Although "Spider-Man 3" continues to top the box office, total admissions for the film remains at around five million since its release on May 1.

"Media reports about foreign blockbusters taking over the market are overly sensational", said Yoo Hyeong-jin, another researcher at KOFIC. Yoo stated that the overall dominance of Korean films remains more or less steady at around 50 percent.

"But only in the United States or India do domestic films consistently dominate the box office", explained Kim. "Depending on the films being released, the box office scene changes frequently. This year is a very unique case as we have never had so many foreign blockbusters being released all at once".

In other words, screen dominance, while important, is relative and not an absolute means of measuring the market situation. It is rash to declare a crisis for Korean cinema based on market share only, because a much more pertinent problem exists. Foreign films reigning across the peninsula is only a small pointer.

"It's the overall shrinking market size, however, that is truly problematic", said Yoo. "The U.S. has a heavy lineup of films in production, while Korea does not. We lack the stronghold of seminal hits such as "The Host" and 'The King and the Clown'. "

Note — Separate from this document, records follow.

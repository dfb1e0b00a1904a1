//! Task pool subsystem.
//!
//! # Data Flow
//! ```text
//! submit(task)
//!     → FIFO queue (single short critical section)
//!     → worker loop (fixed set of workers racing for the head)
//!     → task executes, counters settle
//!     → wait_idle observers woken once pending == 0 && in_flight == 0
//!
//! shutdown()
//!     → flag set, all waiting workers woken
//!     → every worker joined
//!     → queued-but-unstarted tasks dropped unexecuted
//! ```
//!
//! # Design Decisions
//! - Two counters, not one: "queue empty" does not prove completion, a
//!   task can be dequeued yet still running
//! - The queue lock covers O(1) pointer work only, never task execution
//! - Execution order across workers is unspecified; enqueue order only
//!   establishes eligibility order

pub mod task_pool;

pub use task_pool::{PoolError, Task, TaskPool};
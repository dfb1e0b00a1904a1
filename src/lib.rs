//! HTTP endpoint monitor library.
//!
//! # Architecture Overview
//!
//! ```text
//!   catalog JSON ──▶ config ──▶ catalog (servers by category)
//!                                   │
//!                                   ▼
//!                    checker::runner (one task per server)
//!                                   │
//!                                   ▼
//!                      pool::TaskPool (bounded workers)
//!                           │               │
//!                           ▼               ▼
//!                 checker::probe    checker::stats (lock-free folds)
//!                           │
//!                           ▼
//!                  report (per-check lines + summary)
//! ```

pub mod catalog;
pub mod checker;
pub mod config;
pub mod pool;
pub mod report;

pub use catalog::{Catalog, Category, CategoryKind, Server, ServerStatus};
pub use checker::{CheckStats, HttpProbe, Outcome, Probe, StatsSnapshot};
pub use config::CheckerConfig;
pub use pool::{PoolError, TaskPool};
pub use report::Reporter;
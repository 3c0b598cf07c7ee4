//! Tests for the command-line front-end, run against the built binary.

mod common;

use std::process::Command;

use common::free_port;
use common::mock_backend::{MockBackend, MockResponse};
use common::{envelope, student_json};
use serde_json::json;

fn roster_cmd() -> Command {
    let mut cmd = Command::new(env!("CARGO_BIN_EXE_roster"));
    // Keep the user's own config file out of the picture.
    cmd.arg("--config").arg("/nonexistent/roster/config.toml");
    cmd.env_remove("ROSTER_LOG");
    cmd
}

#[test]
fn test_help_lists_subcommands() {
    let output = roster_cmd()
        .arg("--help")
        .output()
        .expect("Failed to execute command");

    assert!(output.status.success());
    let stdout = String::from_utf8_lossy(&output.stdout);
    for name in ["list", "show", "add", "edit", "delete", "--base-url"] {
        assert!(stdout.contains(name), "missing {} in help: {}", name, stdout);
    }
}

#[test]
fn test_missing_subcommand_is_usage_error() {
    let output = roster_cmd().output().expect("Failed to execute command");
    assert!(!output.status.success());
    assert_eq!(output.status.code(), Some(2));
}

#[test]
fn test_invalid_base_url_exits_with_error() {
    let output = roster_cmd()
        .args(["--base-url", "ftp://nowhere", "list"])
        .output()
        .expect("Failed to execute command");

    assert_eq!(output.status.code(), Some(1));
    let stderr = String::from_utf8_lossy(&output.stderr);
    assert!(stderr.contains("Error:"));
    assert!(stderr.contains("must use http or https"));
}

#[test]
fn test_unreachable_server_reports_fetch_failure() {
    let base_url = format!("http://127.0.0.1:{}", free_port());
    let output = roster_cmd()
        .args(["--base-url", &base_url, "list"])
        .output()
        .expect("Failed to execute command");

    assert_eq!(output.status.code(), Some(1));
    let stderr = String::from_utf8_lossy(&output.stderr);
    assert!(
        stderr.contains("Error: Failed to fetch students"),
        "unexpected stderr: {}",
        stderr
    );
}

#[test]
fn test_add_without_name_sends_nothing() {
    let base_url = format!("http://127.0.0.1:{}", free_port());
    let output = roster_cmd()
        .args(["--base-url", &base_url, "add", "--code", "A1"])
        .output()
        .expect("Failed to execute command");

    assert_eq!(output.status.code(), Some(1));
    let stderr = String::from_utf8_lossy(&output.stderr);
    assert!(stderr.contains("Error: Name is required"));
}

#[tokio::test]
async fn test_list_prints_rows() {
    let mock = MockBackend::start().await;
    mock.enqueue_response(MockResponse::json(&envelope(json!([
        student_json("1", "Ann", "A1", true),
        student_json("2", "Bo", "B2", false),
    ]))))
    .await;

    let base_url = mock.base_url();
    let output = tokio::task::spawn_blocking(move || {
        roster_cmd()
            .args(["--base-url", &base_url, "list", "--active-only"])
            .output()
            .expect("Failed to execute command")
    })
    .await
    .unwrap();

    assert!(output.status.success());
    let stdout = String::from_utf8_lossy(&output.stdout);
    assert!(stdout.contains("Student Management"));
    assert!(stdout.contains("Ann"));
    assert!(!stdout.contains("Bo"));
}

#[tokio::test]
async fn test_delete_with_yes_skips_prompt() {
    let mock = MockBackend::start().await;
    mock.enqueue_response(MockResponse::json(&envelope(json!([student_json(
        "1", "Ann", "A1", true
    )]))))
    .await;
    mock.enqueue_response(MockResponse::empty(200)).await;

    let base_url = mock.base_url();
    let output = tokio::task::spawn_blocking(move || {
        roster_cmd()
            .args(["--base-url", &base_url, "delete", "1", "--yes"])
            .output()
            .expect("Failed to execute command")
    })
    .await
    .unwrap();

    assert!(output.status.success());
    let requests = mock.captured_requests().await;
    assert_eq!(requests.len(), 2);
    assert_eq!(requests[1].method, "DELETE");
    assert_eq!(requests[1].path, "/students/1");
}

#[cfg(target_os = "linux")]
#[test]
fn test_default_config_path_is_loaded() {
    let dir = tempfile::tempdir().unwrap();
    let config_dir = dir.path().join("roster");
    std::fs::create_dir_all(&config_dir).unwrap();
    std::fs::write(
        config_dir.join("config.toml"),
        "[api]\nbase_url = \"ftp://from-default-config\"\n",
    )
    .unwrap();

    let output = Command::new(env!("CARGO_BIN_EXE_roster"))
        .env("XDG_CONFIG_HOME", dir.path())
        .env_remove("ROSTER_LOG")
        .arg("list")
        .output()
        .expect("Failed to execute command");

    assert_eq!(output.status.code(), Some(1));
    let stderr = String::from_utf8_lossy(&output.stderr);
    assert!(
        stderr.contains("ftp://from-default-config"),
        "unexpected stderr: {}",
        stderr
    );
}

#[tokio::test]
async fn test_delete_of_unlisted_id_sends_no_delete() {
    let mock = MockBackend::start().await;
    mock.enqueue_response(MockResponse::json(&envelope(json!([student_json(
        "1", "Ann", "A1", true
    )]))))
    .await;

    let base_url = mock.base_url();
    let output = tokio::task::spawn_blocking(move || {
        roster_cmd()
            .args(["--base-url", &base_url, "delete", "..", "--yes"])
            .output()
            .expect("Failed to execute command")
    })
    .await
    .unwrap();

    assert_eq!(output.status.code(), Some(1));
    let stderr = String::from_utf8_lossy(&output.stderr);
    assert!(stderr.contains("Error: Student '..' not found"));

    let requests = mock.captured_requests().await;
    assert_eq!(requests.len(), 1);
    assert_eq!(requests[0].method, "GET");
}
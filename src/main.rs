use std::io::{self, BufRead, Write};
use std::path::Path;
use std::sync::Arc;

use anyhow::Context;
use clap::Parser;

use roster::api::HttpStudentApi;
use roster::args::{Cli, Command};
use roster::config::Config;
use roster::logging::init_tracing;
use roster::model::StudentId;
use roster::ui::app::App;
use roster::ui::phase::Phase;
use roster::ui::render::{phase_label, render};
use roster::ui::route::Route;

#[tokio::main]
async fn main() {
    let cli = Cli::parse();

    match run(cli).await {
        Ok(true) => {}
        Ok(false) => std::process::exit(1),
        Err(err) => {
            eprintln!("Error: {:#}", err);
            std::process::exit(1);
        }
    }
}

/// Returns `Ok(false)` when the final screen ended in an error.
async fn run(cli: Cli) -> anyhow::Result<bool> {
    let config = load_config(cli.config.as_deref(), cli.base_url.as_deref())?;
    init_tracing(&config.logging, cli.verbose);

    let api = HttpStudentApi::new(&config.api).context("Failed to set up API client")?;
    tracing::debug!(collection = %api.collection_url(), "Using collection");
    let mut app = App::new(Arc::new(api));

    match cli.command {
        Command::List { active_only } => {
            app.open(Route::List).await;
            if active_only {
                if let Some(list) = app.list_mut() {
                    list.toggle_active_only();
                }
            }
        }
        Command::Show { id } => {
            app.open(Route::Detail(StudentId::new(id))).await;
        }
        Command::Add(add) => {
            let pending = app.navigate(Route::Create);
            app.run(pending).await;
            let pending = app.form_mut().and_then(|form| {
                add.apply(form);
                form.submit()
            });
            app.run(pending).await;
        }
        Command::Edit(edit) => {
            app.open(Route::Edit(edit.student_id())).await;
            if matches!(app.screen().phase(), Phase::Error(_)) {
                return Ok(report(&app));
            }
            let pending = app.form_mut().and_then(|form| {
                edit.apply(form);
                form.submit()
            });
            app.run(pending).await;
        }
        Command::Delete { id, yes } => {
            app.open(Route::List).await;
            if matches!(app.screen().phase(), Phase::Error(_)) {
                return Ok(report(&app));
            }
            let confirm = |prompt: &str| yes || prompt_yes_no(prompt);
            let pending = app
                .list_mut()
                .and_then(|list| list.delete(StudentId::new(id), &confirm));
            if pending.is_none() {
                if matches!(app.screen().phase(), Phase::Error(_)) {
                    return Ok(report(&app));
                }
                println!("Cancelled.");
                return Ok(true);
            }
            app.run(pending).await;
        }
    }

    Ok(report(&app))
}

fn load_config(path: Option<&Path>, base_url: Option<&str>) -> anyhow::Result<Config> {
    let mut config = match path {
        Some(path) => Config::load_from(path)?,
        None => Config::load()?,
    };
    if let Some(base_url) = base_url {
        config.api.base_url = base_url.to_string();
        config.validate()?;
    }
    Ok(config)
}

/// Print the active screen. Errors go to stderr as `Error: <message>`.
fn report<A: roster::api::StudentApi>(app: &App<A>) -> bool {
    let phase = app.screen().phase();
    tracing::info!(route = %app.route(), phase = phase_label(phase), "Finished");

    print!("{}", render(app.screen()));
    if let Phase::Error(error) = phase {
        eprintln!("Error: {}", error.message);
        return false;
    }
    true
}

fn prompt_yes_no(prompt: &str) -> bool {
    eprint!("{} [y/N] ", prompt);
    let _ = io::stderr().flush();

    let mut answer = String::new();
    if io::stdin().lock().read_line(&mut answer).is_err() {
        return false;
    }
    matches!(answer.trim().to_ascii_lowercase().as_str(), "y" | "yes")
}
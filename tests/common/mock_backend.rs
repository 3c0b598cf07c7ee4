//! Mock collection server for exercising the HTTP adapter.

#![allow(dead_code)]

use axum::body::Body;
use axum::extract::State;
use axum::http::{Request, Response, StatusCode};
use axum::routing::any;
use axum::Router;
use std::collections::VecDeque;
use std::net::SocketAddr;
use std::sync::Arc;
use tokio::net::TcpListener;
use tokio::sync::Mutex;

/// A captured request for assertions.
#[derive(Debug, Clone)]
pub struct CapturedRequest {
    pub method: String,
    pub path: String,
    pub headers: Vec<(String, String)>,
    pub body: Vec<u8>,
}

impl CapturedRequest {
    pub fn header(&self, name: &str) -> Option<&str> {
        self.headers
            .iter()
            .find(|(k, _)| k.eq_ignore_ascii_case(name))
            .map(|(_, v)| v.as_str())
    }

    pub fn body_json(&self) -> serde_json::Value {
        serde_json::from_slice(&self.body).expect("request body is not JSON")
    }
}

/// A mock response to return.
#[derive(Debug, Clone)]
pub struct MockResponse {
    pub status: u16,
    pub headers: Vec<(String, String)>,
    pub body: Vec<u8>,
    pub delay_ms: u64,
}

impl Default for MockResponse {
    fn default() -> Self {
        Self::json(r#"{"success": true, "data": []}"#)
    }
}

impl MockResponse {
    pub fn json(body: &str) -> Self {
        Self::with_status(200, body)
    }

    pub fn with_status(status: u16, body: &str) -> Self {
        Self {
            status,
            headers: vec![("content-type".to_string(), "application/json".to_string())],
            body: body.as_bytes().to_vec(),
            delay_ms: 0,
        }
    }

    /// Error body in the collection server's own shape.
    pub fn error(status: u16, message: &str) -> Self {
        Self::with_status(
            status,
            &serde_json::json!({ "statusCode": status, "message": message }).to_string(),
        )
    }

    /// A status with no body at all.
    pub fn empty(status: u16) -> Self {
        Self {
            status,
            headers: Vec::new(),
            body: Vec::new(),
            delay_ms: 0,
        }
    }

    pub fn with_delay(mut self, ms: u64) -> Self {
        self.delay_ms = ms;
        self
    }
}

#[derive(Clone)]
struct MockState {
    requests: Arc<Mutex<Vec<CapturedRequest>>>,
    responses: Arc<Mutex<VecDeque<MockResponse>>>,
}

/// Mock collection server for testing.
pub struct MockBackend {
    pub addr: SocketAddr,
    state: MockState,
    shutdown: tokio::sync::watch::Sender<bool>,
}

impl MockBackend {
    /// Start a new mock server on an ephemeral port.
    pub async fn start() -> Self {
        let state = MockState {
            requests: Arc::new(Mutex::new(Vec::new())),
            responses: Arc::new(Mutex::new(VecDeque::new())),
        };

        let (shutdown_tx, mut shutdown_rx) = tokio::sync::watch::channel(false);

        let app = Router::new()
            .route("/{*path}", any(handle_request))
            .with_state(state.clone());

        let listener = TcpListener::bind("127.0.0.1:0")
            .await
            .expect("Failed to bind mock server");
        let addr = listener.local_addr().unwrap();

        tokio::spawn(async move {
            axum::serve(listener, app)
                .with_graceful_shutdown(async move {
                    let _ = shutdown_rx.changed().await;
                })
                .await
                .ok();
        });

        tokio::time::sleep(tokio::time::Duration::from_millis(10)).await;

        Self {
            addr,
            state,
            shutdown: shutdown_tx,
        }
    }

    /// Enqueue a response to be returned for the next request.
    pub async fn enqueue_response(&self, resp: MockResponse) {
        self.state.responses.lock().await.push_back(resp);
    }

    /// Get all captured requests.
    pub async fn captured_requests(&self) -> Vec<CapturedRequest> {
        self.state.requests.lock().await.clone()
    }

    /// Get the base URL for this mock server.
    pub fn base_url(&self) -> String {
        format!("http://{}", self.addr)
    }
}

impl Drop for MockBackend {
    fn drop(&mut self) {
        let _ = self.shutdown.send(true);
    }
}

async fn handle_request(State(state): State<MockState>, req: Request<Body>) -> Response<Body> {
    let method = req.method().to_string();
    let path = req.uri().path().to_string();
    let headers: Vec<(String, String)> = req
        .headers()
        .iter()
        .map(|(k, v)| (k.to_string(), v.to_str().unwrap_or("").to_string()))
        .collect();

    let body_bytes = axum::body::to_bytes(req.into_body(), 1024 * 1024)
        .await
        .unwrap_or_default()
        .to_vec();

    state.requests.lock().await.push(CapturedRequest {
        method,
        path,
        headers,
        body: body_bytes,
    });

    let mock_resp = state
        .responses
        .lock()
        .await
        .pop_front()
        .unwrap_or_default();

    if mock_resp.delay_ms > 0 {
        tokio::time::sleep(tokio::time::Duration::from_millis(mock_resp.delay_ms)).await;
    }

    let mut builder = Response::builder().status(StatusCode::from_u16(mock_resp.status).unwrap());
    for (name, value) in mock_resp.headers {
        builder = builder.header(name, value);
    }
    builder.body(Body::from(mock_resp.body)).unwrap()
}
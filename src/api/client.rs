//! reqwest-backed implementation of [`StudentApi`].

use std::time::Duration;

use reqwest::header::ACCEPT;
use reqwest::{Client, Method, RequestBuilder, StatusCode, Url};
use serde::de::DeserializeOwned;
use serde_json::Value;
use tokio::time::timeout;
use uuid::Uuid;

use crate::api::envelope;
use crate::api::error::{ApiError, Operation};
use crate::api::StudentApi;
use crate::config::ApiConfig;
use crate::model::{Student, StudentDraft, StudentId};

/// Header carrying the per-request correlation id.
pub const REQUEST_ID_HEADER: &str = "x-request-id";

/// Stateless HTTP adapter for the student collection resource.
#[derive(Debug, Clone)]
pub struct HttpStudentApi {
    client: Client,
    collection: Url,
    request_timeout: Duration,
}

impl HttpStudentApi {
    pub fn new(config: &ApiConfig) -> Result<Self, ApiError> {
        let collection = collection_url(&config.base_url, &config.collection_path)?;
        let client = Client::builder()
            .connect_timeout(Duration::from_secs(config.connect_timeout_seconds))
            .build()
            .map_err(ApiError::Client)?;

        Ok(Self {
            client,
            collection,
            request_timeout: Duration::from_secs(config.timeout_seconds),
        })
    }

    /// URL of the collection, e.g. `https://host/students`.
    pub fn collection_url(&self) -> &Url {
        &self.collection
    }

    /// URL of a single record. The identifier is percent-encoded as one segment.
    ///
    /// Empty, `.` and `..` identifiers are rejected: the URL parser would fold
    /// them into the collection path itself.
    pub fn record_url(&self, operation: Operation, id: &StudentId) -> Result<Url, ApiError> {
        let invalid = || ApiError::InvalidId {
            operation,
            id: id.clone(),
        };
        if matches!(id.as_str().trim(), "" | "." | "..") {
            tracing::warn!(operation = operation.name(), id = %id, "Refusing unusable record id");
            return Err(invalid());
        }

        let mut url = self.collection.clone();
        url.path_segments_mut()
            .map_err(|_| invalid())?
            .pop_if_empty()
            .push(id.as_str());
        Ok(url)
    }

    fn request(&self, method: Method, url: Url) -> RequestBuilder {
        self.client
            .request(method, url)
            .header(ACCEPT, "application/json")
    }

    /// Send a request and classify the status. Non-success statuses become
    /// [`ApiError::Server`] carrying the body's message or the generic one.
    async fn send(
        &self,
        operation: Operation,
        builder: RequestBuilder,
    ) -> Result<Vec<u8>, ApiError> {
        let request_id = Uuid::new_v4().to_string();
        let request = builder
            .header(REQUEST_ID_HEADER, &request_id)
            .build()
            .map_err(|source| ApiError::Transport { operation, source })?;

        tracing::debug!(
            operation = operation.name(),
            method = %request.method(),
            url = %request.url(),
            request_id = %request_id,
            "Sending request"
        );

        let exchange = async {
            let response = self.client.execute(request).await?;
            let status = response.status();
            let body = response.bytes().await?;
            Ok::<(StatusCode, Vec<u8>), reqwest::Error>((status, body.to_vec()))
        };

        let (status, body) = match timeout(self.request_timeout, exchange).await {
            Ok(Ok(reply)) => reply,
            Ok(Err(source)) => {
                tracing::warn!(
                    operation = operation.name(),
                    request_id = %request_id,
                    error = %source,
                    "Request could not be completed"
                );
                return Err(ApiError::Transport { operation, source });
            }
            Err(_) => {
                tracing::warn!(
                    operation = operation.name(),
                    request_id = %request_id,
                    "Request timed out"
                );
                return Err(ApiError::Timeout {
                    operation,
                    seconds: self.request_timeout.as_secs(),
                });
            }
        };

        if !status.is_success() {
            let message = envelope::error_message(&body)
                .unwrap_or_else(|| operation.failure_message().to_string());
            tracing::warn!(
                operation = operation.name(),
                request_id = %request_id,
                status = status.as_u16(),
                message = %message,
                "Server rejected request"
            );
            return Err(ApiError::Server {
                operation,
                status: status.as_u16(),
                message,
            });
        }

        tracing::debug!(
            operation = operation.name(),
            request_id = %request_id,
            status = status.as_u16(),
            bytes = body.len(),
            "Request succeeded"
        );
        Ok(body)
    }
}

impl StudentApi for HttpStudentApi {
    async fn list(&self) -> Result<Vec<Student>, ApiError> {
        let operation = Operation::List;
        let body = self
            .send(operation, self.request(Method::GET, self.collection.clone()))
            .await?;
        decode(operation, parse_body(operation, &body)?)
    }

    async fn get(&self, id: &StudentId) -> Result<Student, ApiError> {
        let operation = Operation::Get;
        let url = self.record_url(operation, id)?;
        let body = match self.send(operation, self.request(Method::GET, url)).await {
            Ok(body) => body,
            Err(ApiError::Server { status: 404, .. }) => {
                return Err(ApiError::NotFound { id: id.clone() });
            }
            Err(err) => return Err(err),
        };

        let value = parse_body(operation, &body)?;
        if value.is_null() {
            return Err(ApiError::NotFound { id: id.clone() });
        }
        decode(operation, value)
    }

    async fn create(&self, draft: &StudentDraft) -> Result<Student, ApiError> {
        let operation = Operation::Create;
        let builder = self
            .request(Method::POST, self.collection.clone())
            .json(draft);
        let body = self.send(operation, builder).await?;
        decode(operation, parse_body(operation, &body)?)
    }

    async fn update(&self, id: &StudentId, draft: &StudentDraft) -> Result<Student, ApiError> {
        let operation = Operation::Update;
        let url = self.record_url(operation, id)?;
        let builder = self.request(Method::PUT, url).json(draft);
        let body = self.send(operation, builder).await?;
        decode(operation, parse_body(operation, &body)?)
    }

    async fn delete(&self, id: &StudentId) -> Result<(), ApiError> {
        let operation = Operation::Delete;
        let url = self.record_url(operation, id)?;
        self.send(operation, self.request(Method::DELETE, url)).await?;
        Ok(())
    }
}

/// Build the collection URL from a base URL and a path such as `/students`.
fn collection_url(base_url: &str, collection_path: &str) -> Result<Url, ApiError> {
    let invalid = |reason: String| ApiError::InvalidBaseUrl {
        url: base_url.to_string(),
        reason,
    };

    let mut url = Url::parse(base_url).map_err(|e| invalid(e.to_string()))?;
    if !matches!(url.scheme(), "http" | "https") {
        return Err(invalid(format!("unsupported scheme '{}'", url.scheme())));
    }

    url.path_segments_mut()
        .map_err(|_| invalid("URL cannot be a base".to_string()))?
        .pop_if_empty()
        .extend(collection_path.split('/').filter(|segment| !segment.is_empty()));
    Ok(url)
}

/// An empty success body reads as JSON `null`.
fn parse_body(operation: Operation, body: &[u8]) -> Result<Value, ApiError> {
    if body.iter().all(u8::is_ascii_whitespace) {
        return Ok(Value::Null);
    }
    serde_json::from_slice(body).map_err(|_| ApiError::Format { operation })
}

fn decode<T: DeserializeOwned>(operation: Operation, value: Value) -> Result<T, ApiError> {
    envelope::normalize(value).ok_or(ApiError::Format { operation })
}
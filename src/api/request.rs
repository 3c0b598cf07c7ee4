use crate::api::error::{ApiError, Operation};
use crate::api::StudentApi;
use crate::model::{Student, StudentDraft, StudentId};

/// A call a controller wants made, detached from whoever performs it.
#[derive(Debug, Clone, PartialEq, Eq)]
pub enum Request {
    List,
    Get { id: StudentId },
    Create { draft: StudentDraft },
    Update { id: StudentId, draft: StudentDraft },
    Delete { id: StudentId },
}

impl Request {
    pub fn operation(&self) -> Operation {
        match self {
            Request::List => Operation::List,
            Request::Get { .. } => Operation::Get,
            Request::Create { .. } => Operation::Create,
            Request::Update { .. } => Operation::Update,
            Request::Delete { .. } => Operation::Delete,
        }
    }
}

/// Successful outcome of a [`Request`], already normalized.
#[derive(Debug, Clone, PartialEq, Eq)]
pub enum Response {
    Listed(Vec<Student>),
    Fetched(Student),
    Created(Student),
    Updated(Student),
    Deleted(StudentId),
}

/// Perform `request` against `api`.
pub async fn execute<A: StudentApi>(api: &A, request: Request) -> Result<Response, ApiError> {
    match request {
        Request::List => api.list().await.map(Response::Listed),
        Request::Get { id } => api.get(&id).await.map(Response::Fetched),
        Request::Create { draft } => api.create(&draft).await.map(Response::Created),
        Request::Update { id, draft } => api.update(&id, &draft).await.map(Response::Updated),
        Request::Delete { id } => {
            api.delete(&id).await?;
            Ok(Response::Deleted(id))
        }
    }
}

During the past few years, the domestic film industry saw an abnormally dramatic growth, emerging as the fifth largest theatrical market. Starting from late 2005 to early 2006, telecommunications carrier companies shifted investment from television dramas to movies, since the latter boasts higher brand value.

"But short-term investments based on content rather than profitability are actually hurting the industry", said Kim. "The production business is not doing well".

Overseas media is also taking note of the decline in Korea's film business. "The Hollywood Reporter", a Hollywood-based daily newspaper, states that "Simply put, the Korean movie industry is in crisis", and quotes declining ticket sales and exports, as well as rising production costs as major factors.

So far, only "200 Pounds Beauty" starring Kim Ah-joong has made a major impact. "Secret Sunshine", which crowned its leading lady Jeon Do-yeon Best Actress at Cannes on Sunday, has also begun to win more of an audience.

It will be a test of Korean films, whether much-anticipated films "HwangJin-Y (Movie - 2007)" and "May 18" will fare well in the crunch of Hollywood blockbusters.

"We all know it's a hard time for Korean movies", said actor Yoo Ji-tae, during a recent press conference for his upcoming film "HwangJin-Y (Movie - 2007)". "I hope that our movie will become a strong platform for domestic films this season".